It seems like we’ve hit a point where the money pouring into technology companies almost seems fake. Every day, you can read about another startup getting an eight- or nine-figure investment. Uber was recently valued at over $50 billion. Airbnb is now worth almost $25 billion. Even Snapchat, which lost an estimated $130 million last year, has a $16-billion valuation.
But while there are a few tech unicorns that get more than enough cash and hype, for most startups, the reality is a little less glamorous. When budgets are lean, growth requires foresight, luck, and most importantly, creativity. But at the same time, without the pressure to live up to billion-dollar expectations, some startups have the ability to make a name for themselves by taking calculated risks.
At Contently’s recent salon, a few top marketers joined us for a discussion on how content impacts the way startups position themselves in an extremely crowded industry.
Here are some of the key takeaways from the the session.
On taking risks:
At Signpost, VP of Marketing Andrea Kayal has the freedom to make creative decisions, but she also stressed taking risks you can justify with data. Her advice? Experiment with fresh ways to generate leads and new business as you’re ramping up. If these risks lead to success, then it’s time to double-down on what worked to stay efficient as possible.
At Chango (now Rubicon Project), Senior Director of Marketing Som Puangladda took a chance by launching “Marketers Against Marketing,” a riff on the popular game “Cards Against Humanity,” and the risk paid off, driving exponential ROI. As a result, the company followed up with a new expansion back titled, “The Ego Edition,” to capitalize on the momentum of the original campaign.
All of the panelists touched on the importance of email newsletters, particularly for startups that don’t have huge budgets to spend on paid distribution.
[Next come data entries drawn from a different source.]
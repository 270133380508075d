//! Benchmark driver
//!
//! Builds the experiment collection for one run, evaluates every experiment
//! and writes the aggregated `results.csv` into a timestamped run directory:
//!
//! ```text
//! <results_path>/<%Y_%m_%d_%H_%M_%S>/
//!     results.csv
//!     <algorithm>/<params_id>/<collection>/<dataset>/<repetition>/...
//! ```
//!
//! Two run modes exist:
//! - `Local`: experiments run one after another; `tasks_per_host` is forced to 1
//! - `Pool`: experiments run on a worker pool sized by `tasks_per_host`
//!   (feature `parallel`)

mod config;
mod results;

pub use config::BenchmarkConfig;
pub use results::{AggregateRow, ResultRow, ResultsTable, Status};

use std::path::{Path, PathBuf};
use std::sync::Arc;

#[cfg(feature = "parallel")]
use rayon::prelude::*;

use crate::algorithm::Algorithm;
use crate::dataset::{Dataset, DatasetResolver};
use crate::experiment::{Experiment, Experiments, RESULTS_CSV, RUN_DIR_FORMAT};
use crate::metrics::Metric;
use crate::resource_constraints::ResourceConstraints;
#[cfg(not(feature = "parallel"))]
use crate::Error;
use crate::Result;

/// How experiments are scheduled.
#[derive(Debug, Clone, Copy, PartialEq, Eq)]
pub enum RunMode {
    /// Sequentially on the calling thread.
    Local,
    /// Concurrently on `workers` threads.
    Pool {
        /// Worker thread count.
        workers: usize,
    },
}

/// A configured benchmark run.
#[derive(Debug)]
pub struct Benchmark {
    experiments: Experiments,
    run_dir: PathBuf,
    mode: RunMode,
}

impl Benchmark {
    /// Create a builder over the given datasets and algorithms.
    #[must_use]
    pub fn builder(
        resolver: Arc<dyn DatasetResolver>,
        datasets: Vec<Dataset>,
        algorithms: Vec<Algorithm>,
    ) -> BenchmarkBuilder {
        BenchmarkBuilder {
            resolver,
            datasets,
            algorithms,
            config: BenchmarkConfig::default(),
            resource_constraints: None,
            metrics: None,
        }
    }

    /// Experiments of this run.
    #[must_use]
    pub const fn experiments(&self) -> &Experiments {
        &self.experiments
    }

    /// Timestamped directory receiving all artifacts of this run.
    #[must_use]
    pub fn run_dir(&self) -> &Path {
        &self.run_dir
    }

    /// Scheduling mode.
    #[must_use]
    pub const fn mode(&self) -> RunMode {
        self.mode
    }

    /// Evaluate every experiment and write `results.csv`.
    ///
    /// Failed experiments become rows with status `ERROR` or `TIMEOUT`.
    ///
    /// # Errors
    ///
    /// Returns the first enumeration error (e.g. an unresolvable test split),
    /// which halts the run, or an I/O error while writing `results.csv`.
    pub fn run(&self) -> Result<ResultsTable> {
        let span = tracing::info_span!(
            "benchmark",
            run_dir = %self.run_dir.display(),
            experiments = self.experiments.len(),
        );
        let _entered = span.enter();
        tracing::info!(mode = ?self.mode, "starting benchmark run");

        let rows = match self.mode {
            RunMode::Local => self.run_local()?,
            RunMode::Pool { workers } => self.run_pool(workers)?,
        };
        let table = ResultsTable::from_rows(rows);

        std::fs::create_dir_all(&self.run_dir)?;
        table.write_csv(&self.run_dir.join(RESULTS_CSV))?;
        tracing::info!(
            rows = table.len(),
            failed = table.len() - table.with_status(Status::Ok).count(),
            "benchmark run finished"
        );
        Ok(table)
    }

    fn run_local(&self) -> Result<Vec<ResultRow>> {
        let mut rows = Vec::with_capacity(self.experiments.len());
        for experiment in &self.experiments {
            rows.push(run_experiment(&experiment?));
        }
        Ok(rows)
    }

    #[cfg(feature = "parallel")]
    fn run_pool(&self, workers: usize) -> Result<Vec<ResultRow>> {
        let experiments = self.experiments.iter().collect::<Result<Vec<_>>>()?;
        let pool = rayon::ThreadPoolBuilder::new()
            .num_threads(workers)
            .thread_name(|index| format!("tsad-bench-{index}"))
            .build()
            .map_err(|e| crate::Error::Configuration(format!("cannot start worker pool: {e}")))?;
        Ok(pool.install(|| experiments.par_iter().map(run_experiment).collect()))
    }

    #[cfg(not(feature = "parallel"))]
    fn run_pool(&self, _workers: usize) -> Result<Vec<ResultRow>> {
        Err(Error::Configuration(
            "pool mode needs the `parallel` feature".to_string(),
        ))
    }
}

fn run_experiment(experiment: &Experiment) -> ResultRow {
    let outcome = experiment.evaluate();
    if let Err(error) = &outcome {
        tracing::error!(
            algorithm = %experiment.algorithm().name(),
            dataset = %experiment.dataset().id(),
            params_id = %experiment.params_id(),
            repetition = experiment.repetition(),
            error = %error,
            "experiment failed"
        );
    }
    ResultRow::from_outcome(experiment, &outcome)
}

/// Builder for `Benchmark`.
pub struct BenchmarkBuilder {
    resolver: Arc<dyn DatasetResolver>,
    datasets: Vec<Dataset>,
    algorithms: Vec<Algorithm>,
    config: BenchmarkConfig,
    resource_constraints: Option<ResourceConstraints>,
    metrics: Option<Vec<Arc<dyn Metric>>>,
}

impl BenchmarkBuilder {
    /// Apply a whole configuration, replacing earlier settings.
    #[must_use]
    pub fn config(mut self, config: BenchmarkConfig) -> Self {
        self.config = config;
        self
    }

    /// Directory receiving the run directory.
    #[must_use]
    pub fn results_path(mut self, path: impl Into<PathBuf>) -> Self {
        self.config.results_path = path.into();
        self
    }

    /// Repetitions per combination.
    #[must_use]
    pub const fn repetitions(mut self, repetitions: usize) -> Self {
        self.config.repetitions = repetitions;
        self
    }

    /// Use a worker pool instead of running sequentially.
    #[must_use]
    pub const fn distributed(mut self, distributed: bool) -> Self {
        self.config.distributed = distributed;
        self
    }

    /// Skip incompatible algorithm/dataset pairs.
    #[must_use]
    pub const fn skip_invalid_combinations(mut self, skip: bool) -> Self {
        self.config.skip_invalid_combinations = skip;
        self
    }

    /// Require equal training types for every algorithm.
    #[must_use]
    pub const fn force_training_type_match(mut self, force: bool) -> Self {
        self.config.force_training_type_match = force;
        self
    }

    /// Require equal input dimensionalities.
    #[must_use]
    pub const fn force_dimensionality_match(mut self, force: bool) -> Self {
        self.config.force_dimensionality_match = force;
        self
    }

    /// Explicit resource constraints; the limits of the configuration are ignored.
    #[must_use]
    pub fn resource_constraints(mut self, constraints: ResourceConstraints) -> Self {
        self.resource_constraints = Some(constraints);
        self
    }

    /// Metrics to compute (default: ROC AUC).
    #[must_use]
    pub fn metrics(mut self, metrics: Vec<Arc<dyn Metric>>) -> Self {
        self.metrics = Some(metrics);
        self
    }

    /// Resolve constraints and run mode and build the experiment collection.
    ///
    /// # Errors
    ///
    /// Returns `Error::HostProbe` if the host must be probed and cannot be,
    /// or `Error::Configuration` for invalid settings.
    pub fn build(self) -> Result<Benchmark> {
        let config = self.config;
        let constraints = match self.resource_constraints {
            Some(constraints) => constraints,
            None => config.resource_constraints(None)?,
        };

        let (constraints, mode) = if config.distributed {
            let workers = constraints.tasks_per_host();
            (constraints, RunMode::Pool { workers })
        } else {
            if constraints.tasks_per_host() > 1 {
                tracing::warn!(
                    tasks_per_host = constraints.tasks_per_host(),
                    "local execution runs one task at a time, forcing tasks_per_host = 1"
                );
            }
            (constraints.with_tasks_per_host(1), RunMode::Local)
        };

        let run_dir = config
            .results_path
            .join(chrono::Local::now().format(RUN_DIR_FORMAT).to_string());

        let mut experiments =
            Experiments::builder(self.resolver, self.datasets, self.algorithms, run_dir.clone())
                .resource_constraints(constraints)
                .repetitions(config.repetitions)
                .skip_invalid_combinations(config.skip_invalid_combinations)
                .force_training_type_match(config.force_training_type_match)
                .force_dimensionality_match(config.force_dimensionality_match);
        if let Some(metrics) = self.metrics {
            experiments = experiments.metrics(metrics);
        }

        Ok(Benchmark {
            experiments: experiments.build()?,
            run_dir,
            mode,
        })
    }
}

#[cfg(test)]
mod tests {
    use super::*;
    use crate::dataset::DatasetRegistry;
    use crate::resource_constraints::{HostResources, GIB};

    fn builder() -> BenchmarkBuilder {
        Benchmark::builder(Arc::new(DatasetRegistry::new("/data")), vec![], vec![])
            .results_path("/results")
    }

    fn constraints(tasks: usize) -> ResourceConstraints {
        ResourceConstraints::builder()
            .host(HostResources::new(9 * GIB, 8))
            .tasks_per_host(tasks)
            .build()
            .unwrap()
    }

    #[test]
    fn test_local_mode_forces_single_task() {
        let benchmark = builder().resource_constraints(constraints(4)).build().unwrap();
        assert_eq!(benchmark.mode(), RunMode::Local);
        let resolved = benchmark.experiments().resource_constraints();
        assert_eq!(resolved.tasks_per_host(), 1);
        assert_eq!(resolved.get_resource_limits(None, None), (8 * GIB, 8.0));
    }

    #[test]
    fn test_pool_mode_keeps_tasks_per_host() {
        let benchmark = builder()
            .distributed(true)
            .resource_constraints(constraints(4))
            .build()
            .unwrap();
        assert_eq!(benchmark.mode(), RunMode::Pool { workers: 4 });
        assert_eq!(benchmark.experiments().resource_constraints().tasks_per_host(), 4);
    }

    #[test]
    fn test_run_dir_is_timestamped() {
        let benchmark = builder().resource_constraints(constraints(1)).build().unwrap();
        let name = benchmark.run_dir().file_name().unwrap().to_string_lossy().into_owned();
        assert!(benchmark.run_dir().starts_with("/results"));
        assert!(chrono::NaiveDateTime::parse_from_str(&name, RUN_DIR_FORMAT).is_ok());
    }
}
//! Resource budget for a single unit of work
//!
//! The host is probed exactly once (at construction) and the result is
//! threaded through as plain data; `get_resource_limits` is pure afterwards.
//!
//! Resolution order per quantity (memory and CPU are independent):
//! 1. call-time overwrite
//! 2. explicit per-task limit
//! 3. usable host resource ÷ `tasks_per_host`

use std::time::Duration;

use serde::{Deserialize, Serialize};
use sysinfo::{CpuRefreshKind, MemoryRefreshKind, RefreshKind, System};

use crate::{Error, Result};

/// One gibibyte in bytes.
pub const GIB: u64 = 1024 * 1024 * 1024;

/// Memory reserved for the operating system and other software.
pub const OS_MEMORY_RESERVATION: u64 = GIB;

/// Snapshot of the host's capacity.
#[derive(Debug, Clone, Copy, PartialEq, Serialize, Deserialize)]
pub struct HostResources {
    total_memory: u64,
    cpus: usize,
}

impl HostResources {
    /// Create a host snapshot from explicit values (useful for tests and remote hosts).
    #[must_use]
    pub const fn new(total_memory: u64, cpus: usize) -> Self {
        Self { total_memory, cpus }
    }

    /// Read total physical memory and the logical CPU count of this machine.
    ///
    /// # Errors
    ///
    /// Returns `Error::HostProbe` if the platform reports no memory or no CPUs.
    pub fn probe() -> Result<Self> {
        let system = System::new_with_specifics(
            RefreshKind::nothing()
                .with_memory(MemoryRefreshKind::nothing().with_ram())
                .with_cpu(CpuRefreshKind::nothing()),
        );

        let total_memory = system.total_memory();
        if total_memory == 0 {
            return Err(Error::HostProbe("total physical memory reported as 0".to_string()));
        }

        let cpus = match system.cpus().len() {
            0 => std::thread::available_parallelism()
                .map(std::num::NonZeroUsize::get)
                .map_err(|e| Error::HostProbe(format!("logical CPU count unavailable: {e}")))?,
            n => n,
        };

        tracing::debug!(total_memory, cpus, "probed host resources");
        Ok(Self { total_memory, cpus })
    }

    /// Total physical memory in bytes.
    #[must_use]
    pub const fn total_memory(&self) -> u64 {
        self.total_memory
    }

    /// Logical CPU count.
    #[must_use]
    pub const fn cpus(&self) -> usize {
        self.cpus
    }

    /// Memory available to benchmark tasks (total minus the OS reservation).
    #[must_use]
    pub const fn usable_memory(&self) -> u64 {
        self.total_memory.saturating_sub(OS_MEMORY_RESERVATION)
    }

    /// CPUs available to benchmark tasks.
    #[must_use]
    #[allow(clippy::cast_precision_loss)]
    pub fn usable_cpus(&self) -> f64 {
        self.cpus as f64
    }
}

/// Memory/CPU/time budget assigned to each experiment.
#[derive(Debug, Clone, PartialEq, Serialize, Deserialize)]
pub struct ResourceConstraints {
    task_memory_limit: Option<u64>,
    task_cpu_limit: Option<f64>,
    tasks_per_host: usize,
    train_timeout: Option<Duration>,
    execute_timeout: Option<Duration>,
    host: HostResources,
}

impl ResourceConstraints {
    /// Constraints without explicit limits: every task gets the whole usable host.
    ///
    /// # Errors
    ///
    /// Returns `Error::HostProbe` if the host cannot be probed.
    pub fn no_constraints() -> Result<Self> {
        Self::builder().build()
    }

    /// Create a builder for constructing resource constraints.
    #[must_use]
    pub fn builder() -> ResourceConstraintsBuilder {
        ResourceConstraintsBuilder::default()
    }

    /// Number of tasks scheduled concurrently on one host.
    #[must_use]
    pub const fn tasks_per_host(&self) -> usize {
        self.tasks_per_host
    }

    /// Explicit per-task memory limit in bytes, if any.
    #[must_use]
    pub const fn task_memory_limit(&self) -> Option<u64> {
        self.task_memory_limit
    }

    /// Explicit per-task CPU limit in cores, if any.
    #[must_use]
    pub const fn task_cpu_limit(&self) -> Option<f64> {
        self.task_cpu_limit
    }

    /// Host snapshot taken at construction.
    #[must_use]
    pub const fn host(&self) -> &HostResources {
        &self.host
    }

    /// Copy of these constraints with a different `tasks_per_host` (minimum 1).
    #[must_use]
    pub fn with_tasks_per_host(&self, tasks_per_host: usize) -> Self {
        Self {
            tasks_per_host: tasks_per_host.max(1),
            ..self.clone()
        }
    }

    /// Resolve the memory (bytes) and CPU (cores) budget for one task.
    ///
    /// Overwrites take precedence over explicit limits, which take precedence
    /// over the host-derived share. Memory and CPU are resolved independently.
    #[must_use]
    #[allow(clippy::cast_precision_loss)]
    pub fn get_resource_limits(
        &self,
        memory_overwrite: Option<u64>,
        cpu_overwrite: Option<f64>,
    ) -> (u64, f64) {
        let tasks = self.tasks_per_host as u64;
        let memory = memory_overwrite
            .or(self.task_memory_limit)
            .unwrap_or_else(|| self.host.usable_memory() / tasks);
        let cpus = cpu_overwrite
            .or(self.task_cpu_limit)
            .unwrap_or_else(|| self.host.usable_cpus() / self.tasks_per_host as f64);
        (memory, cpus)
    }

    /// Time budget for the training phase (`None` = unlimited).
    #[must_use]
    pub fn get_train_timeout(&self, overwrite: Option<Duration>) -> Option<Duration> {
        overwrite.or(self.train_timeout)
    }

    /// Time budget for the execution phase (`None` = unlimited).
    #[must_use]
    pub fn get_execute_timeout(&self, overwrite: Option<Duration>) -> Option<Duration> {
        overwrite.or(self.execute_timeout)
    }
}

/// Builder for `ResourceConstraints`.
#[derive(Debug, Default)]
pub struct ResourceConstraintsBuilder {
    task_memory_limit: Option<u64>,
    task_cpu_limit: Option<f64>,
    tasks_per_host: Option<usize>,
    train_timeout: Option<Duration>,
    execute_timeout: Option<Duration>,
    host: Option<HostResources>,
}

impl ResourceConstraintsBuilder {
    /// Set an explicit per-task memory limit in bytes.
    #[must_use]
    pub const fn task_memory_limit(mut self, bytes: u64) -> Self {
        self.task_memory_limit = Some(bytes);
        self
    }

    /// Set an explicit per-task CPU limit in cores.
    #[must_use]
    pub const fn task_cpu_limit(mut self, cores: f64) -> Self {
        self.task_cpu_limit = Some(cores);
        self
    }

    /// Set the number of tasks sharing one host.
    #[must_use]
    pub const fn tasks_per_host(mut self, tasks: usize) -> Self {
        self.tasks_per_host = Some(tasks);
        self
    }

    /// Set the training phase timeout.
    #[must_use]
    pub const fn train_timeout(mut self, timeout: Duration) -> Self {
        self.train_timeout = Some(timeout);
        self
    }

    /// Set the execution phase timeout.
    #[must_use]
    pub const fn execute_timeout(mut self, timeout: Duration) -> Self {
        self.execute_timeout = Some(timeout);
        self
    }

    /// Use an explicit host snapshot instead of probing this machine.
    #[must_use]
    pub const fn host(mut self, host: HostResources) -> Self {
        self.host = Some(host);
        self
    }

    /// Build the constraints, probing the host if no snapshot was supplied.
    ///
    /// # Errors
    ///
    /// Returns `Error::Configuration` for `tasks_per_host == 0`, or
    /// `Error::HostProbe` if probing fails.
    pub fn build(self) -> Result<ResourceConstraints> {
        let tasks_per_host = self.tasks_per_host.unwrap_or(1);
        if tasks_per_host == 0 {
            return Err(Error::Configuration(
                "tasks_per_host must be a positive integer".to_string(),
            ));
        }

        let host = match self.host {
            Some(host) => host,
            None => HostResources::probe()?,
        };

        Ok(ResourceConstraints {
            task_memory_limit: self.task_memory_limit,
            task_cpu_limit: self.task_cpu_limit,
            tasks_per_host,
            train_timeout: self.train_timeout,
            execute_timeout: self.execute_timeout,
            host,
        })
    }
}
The ability to marry content to distribution can lead to tremendous organic growth. As Contently Editor-in-Chief Joe Lazauskas put it: “Email is the new homepage.”
On the power of video:
Just because a company has a lean budget doesn’t meant it has to abandon multimedia content. Sara Goldfarb, content marketing manager at AppNexus, pointed to cost-effective live streaming platforms like Periscope as a way to reach more people during events. And Puangladda explained how a few bedrock videos can go a long way towards driving long-tail engagement—like Chango’s “How to Explain Programmatic Video to Your Grandma,” which you should check out as soon as you finish reading this.